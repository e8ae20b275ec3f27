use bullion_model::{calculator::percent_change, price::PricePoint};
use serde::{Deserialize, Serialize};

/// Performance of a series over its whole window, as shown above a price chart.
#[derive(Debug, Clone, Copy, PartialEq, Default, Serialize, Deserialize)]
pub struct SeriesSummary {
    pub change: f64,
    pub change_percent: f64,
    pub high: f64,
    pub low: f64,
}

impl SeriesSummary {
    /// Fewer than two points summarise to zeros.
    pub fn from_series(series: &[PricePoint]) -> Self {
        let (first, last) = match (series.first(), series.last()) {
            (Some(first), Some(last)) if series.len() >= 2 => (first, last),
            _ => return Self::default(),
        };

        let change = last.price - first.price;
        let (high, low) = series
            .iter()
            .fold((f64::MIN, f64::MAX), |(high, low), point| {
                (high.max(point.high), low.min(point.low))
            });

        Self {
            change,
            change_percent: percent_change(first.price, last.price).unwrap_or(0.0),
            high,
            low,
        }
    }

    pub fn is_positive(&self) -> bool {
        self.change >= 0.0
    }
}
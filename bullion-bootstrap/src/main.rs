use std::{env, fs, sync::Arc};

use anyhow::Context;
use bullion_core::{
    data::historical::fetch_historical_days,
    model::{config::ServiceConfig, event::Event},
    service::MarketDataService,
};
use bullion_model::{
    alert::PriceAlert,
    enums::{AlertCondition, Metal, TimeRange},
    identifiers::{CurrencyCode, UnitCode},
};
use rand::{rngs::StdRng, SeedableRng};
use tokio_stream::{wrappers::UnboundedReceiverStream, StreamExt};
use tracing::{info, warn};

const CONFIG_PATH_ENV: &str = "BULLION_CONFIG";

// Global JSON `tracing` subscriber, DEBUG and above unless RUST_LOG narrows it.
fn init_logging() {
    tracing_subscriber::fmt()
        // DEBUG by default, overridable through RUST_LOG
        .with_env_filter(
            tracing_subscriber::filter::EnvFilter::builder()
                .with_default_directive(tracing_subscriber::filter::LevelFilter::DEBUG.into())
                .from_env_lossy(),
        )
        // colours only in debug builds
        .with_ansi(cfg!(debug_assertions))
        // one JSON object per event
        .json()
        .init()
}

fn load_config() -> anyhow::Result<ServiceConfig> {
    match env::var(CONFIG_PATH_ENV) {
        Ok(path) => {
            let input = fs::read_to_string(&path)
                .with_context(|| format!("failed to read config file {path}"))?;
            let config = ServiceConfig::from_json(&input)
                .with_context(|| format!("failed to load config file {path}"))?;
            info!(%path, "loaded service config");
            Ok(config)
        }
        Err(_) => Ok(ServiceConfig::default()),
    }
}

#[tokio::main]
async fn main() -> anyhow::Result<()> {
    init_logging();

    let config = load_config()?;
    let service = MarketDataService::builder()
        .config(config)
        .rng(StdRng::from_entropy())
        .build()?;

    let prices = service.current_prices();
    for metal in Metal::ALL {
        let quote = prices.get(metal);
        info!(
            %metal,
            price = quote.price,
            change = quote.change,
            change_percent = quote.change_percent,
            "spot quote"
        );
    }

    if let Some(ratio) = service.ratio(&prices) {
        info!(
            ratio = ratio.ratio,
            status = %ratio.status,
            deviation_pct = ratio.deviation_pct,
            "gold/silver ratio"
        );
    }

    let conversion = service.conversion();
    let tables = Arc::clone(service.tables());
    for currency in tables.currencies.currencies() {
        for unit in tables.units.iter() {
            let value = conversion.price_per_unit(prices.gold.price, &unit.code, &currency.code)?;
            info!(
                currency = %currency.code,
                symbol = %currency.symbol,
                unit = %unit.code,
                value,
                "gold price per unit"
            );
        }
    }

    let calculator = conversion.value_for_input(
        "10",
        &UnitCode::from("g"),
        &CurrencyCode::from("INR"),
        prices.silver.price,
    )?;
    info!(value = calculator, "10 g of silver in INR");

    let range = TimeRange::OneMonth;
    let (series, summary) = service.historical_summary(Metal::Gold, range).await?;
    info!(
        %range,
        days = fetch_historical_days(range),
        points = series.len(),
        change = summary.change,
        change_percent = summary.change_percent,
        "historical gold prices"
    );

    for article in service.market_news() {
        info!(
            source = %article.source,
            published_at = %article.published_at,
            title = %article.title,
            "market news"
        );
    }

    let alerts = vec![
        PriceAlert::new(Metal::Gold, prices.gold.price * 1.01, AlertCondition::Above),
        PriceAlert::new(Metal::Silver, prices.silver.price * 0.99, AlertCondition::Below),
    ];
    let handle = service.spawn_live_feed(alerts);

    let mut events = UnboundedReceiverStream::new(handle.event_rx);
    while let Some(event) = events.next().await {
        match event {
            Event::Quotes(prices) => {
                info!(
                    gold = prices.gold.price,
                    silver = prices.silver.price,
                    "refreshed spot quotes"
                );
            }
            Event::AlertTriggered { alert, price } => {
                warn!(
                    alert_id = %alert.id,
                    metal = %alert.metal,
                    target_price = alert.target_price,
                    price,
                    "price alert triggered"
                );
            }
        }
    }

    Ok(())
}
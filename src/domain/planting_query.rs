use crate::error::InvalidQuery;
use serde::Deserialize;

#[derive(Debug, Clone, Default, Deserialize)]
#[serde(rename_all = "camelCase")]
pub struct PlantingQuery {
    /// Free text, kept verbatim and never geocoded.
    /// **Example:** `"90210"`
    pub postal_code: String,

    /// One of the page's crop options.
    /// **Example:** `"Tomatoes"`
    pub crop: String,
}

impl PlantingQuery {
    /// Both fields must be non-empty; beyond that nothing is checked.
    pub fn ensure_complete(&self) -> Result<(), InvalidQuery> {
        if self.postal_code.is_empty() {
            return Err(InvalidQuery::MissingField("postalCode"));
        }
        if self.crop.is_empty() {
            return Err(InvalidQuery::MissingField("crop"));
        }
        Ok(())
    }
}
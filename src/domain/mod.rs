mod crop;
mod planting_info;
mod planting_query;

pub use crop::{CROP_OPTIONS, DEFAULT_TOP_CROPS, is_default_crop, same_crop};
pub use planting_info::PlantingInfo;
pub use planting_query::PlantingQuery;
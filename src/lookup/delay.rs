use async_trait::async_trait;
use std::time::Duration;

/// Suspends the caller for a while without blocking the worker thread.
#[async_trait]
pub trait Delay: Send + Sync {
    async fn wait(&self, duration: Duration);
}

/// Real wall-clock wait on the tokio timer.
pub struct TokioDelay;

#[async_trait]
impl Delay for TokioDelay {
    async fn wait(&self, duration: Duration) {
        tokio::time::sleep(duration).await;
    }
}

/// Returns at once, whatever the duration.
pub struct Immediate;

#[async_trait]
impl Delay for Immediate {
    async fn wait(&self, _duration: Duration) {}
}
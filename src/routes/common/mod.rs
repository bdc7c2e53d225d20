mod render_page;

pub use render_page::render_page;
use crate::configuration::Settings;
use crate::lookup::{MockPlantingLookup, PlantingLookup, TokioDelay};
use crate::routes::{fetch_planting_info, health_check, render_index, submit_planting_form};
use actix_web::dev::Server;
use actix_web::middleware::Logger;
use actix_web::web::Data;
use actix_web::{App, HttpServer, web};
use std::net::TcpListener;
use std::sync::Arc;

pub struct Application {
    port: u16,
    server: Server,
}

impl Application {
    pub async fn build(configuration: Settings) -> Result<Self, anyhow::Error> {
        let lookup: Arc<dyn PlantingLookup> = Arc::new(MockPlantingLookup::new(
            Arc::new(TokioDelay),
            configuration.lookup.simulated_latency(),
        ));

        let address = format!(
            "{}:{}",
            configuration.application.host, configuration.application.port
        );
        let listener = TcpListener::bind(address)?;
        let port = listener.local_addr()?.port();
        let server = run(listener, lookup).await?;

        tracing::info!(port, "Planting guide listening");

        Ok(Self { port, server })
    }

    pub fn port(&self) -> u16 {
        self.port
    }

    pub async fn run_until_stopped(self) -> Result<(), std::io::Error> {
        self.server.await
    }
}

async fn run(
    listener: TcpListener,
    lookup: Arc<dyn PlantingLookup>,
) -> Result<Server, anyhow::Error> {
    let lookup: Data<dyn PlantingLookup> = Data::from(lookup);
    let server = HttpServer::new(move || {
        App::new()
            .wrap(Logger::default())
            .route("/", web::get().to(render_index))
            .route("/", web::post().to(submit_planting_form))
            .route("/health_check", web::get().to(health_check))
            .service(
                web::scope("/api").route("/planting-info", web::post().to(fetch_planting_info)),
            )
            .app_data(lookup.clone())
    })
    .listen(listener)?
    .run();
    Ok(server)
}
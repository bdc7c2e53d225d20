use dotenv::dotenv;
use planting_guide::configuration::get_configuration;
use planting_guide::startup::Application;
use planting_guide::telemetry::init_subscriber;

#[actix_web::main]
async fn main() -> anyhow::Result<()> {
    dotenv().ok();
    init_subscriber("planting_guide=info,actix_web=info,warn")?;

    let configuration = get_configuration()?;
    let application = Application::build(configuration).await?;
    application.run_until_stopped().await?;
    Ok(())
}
■ ■ ■ ■ ■ ■ ■
> **WHAT NEEDS TO BE DONE**
Read through the entries and copy every line that includes "first".

> **RESULT**
        let (first, last) = match (series.first(), series.last()) {
            (Some(first), Some(last)) if series.len() >= 2 => (first, last),
        let change = last.price - first.price;
            change_percent: percent_change(first.price, last.price).unwrap_or(0.0),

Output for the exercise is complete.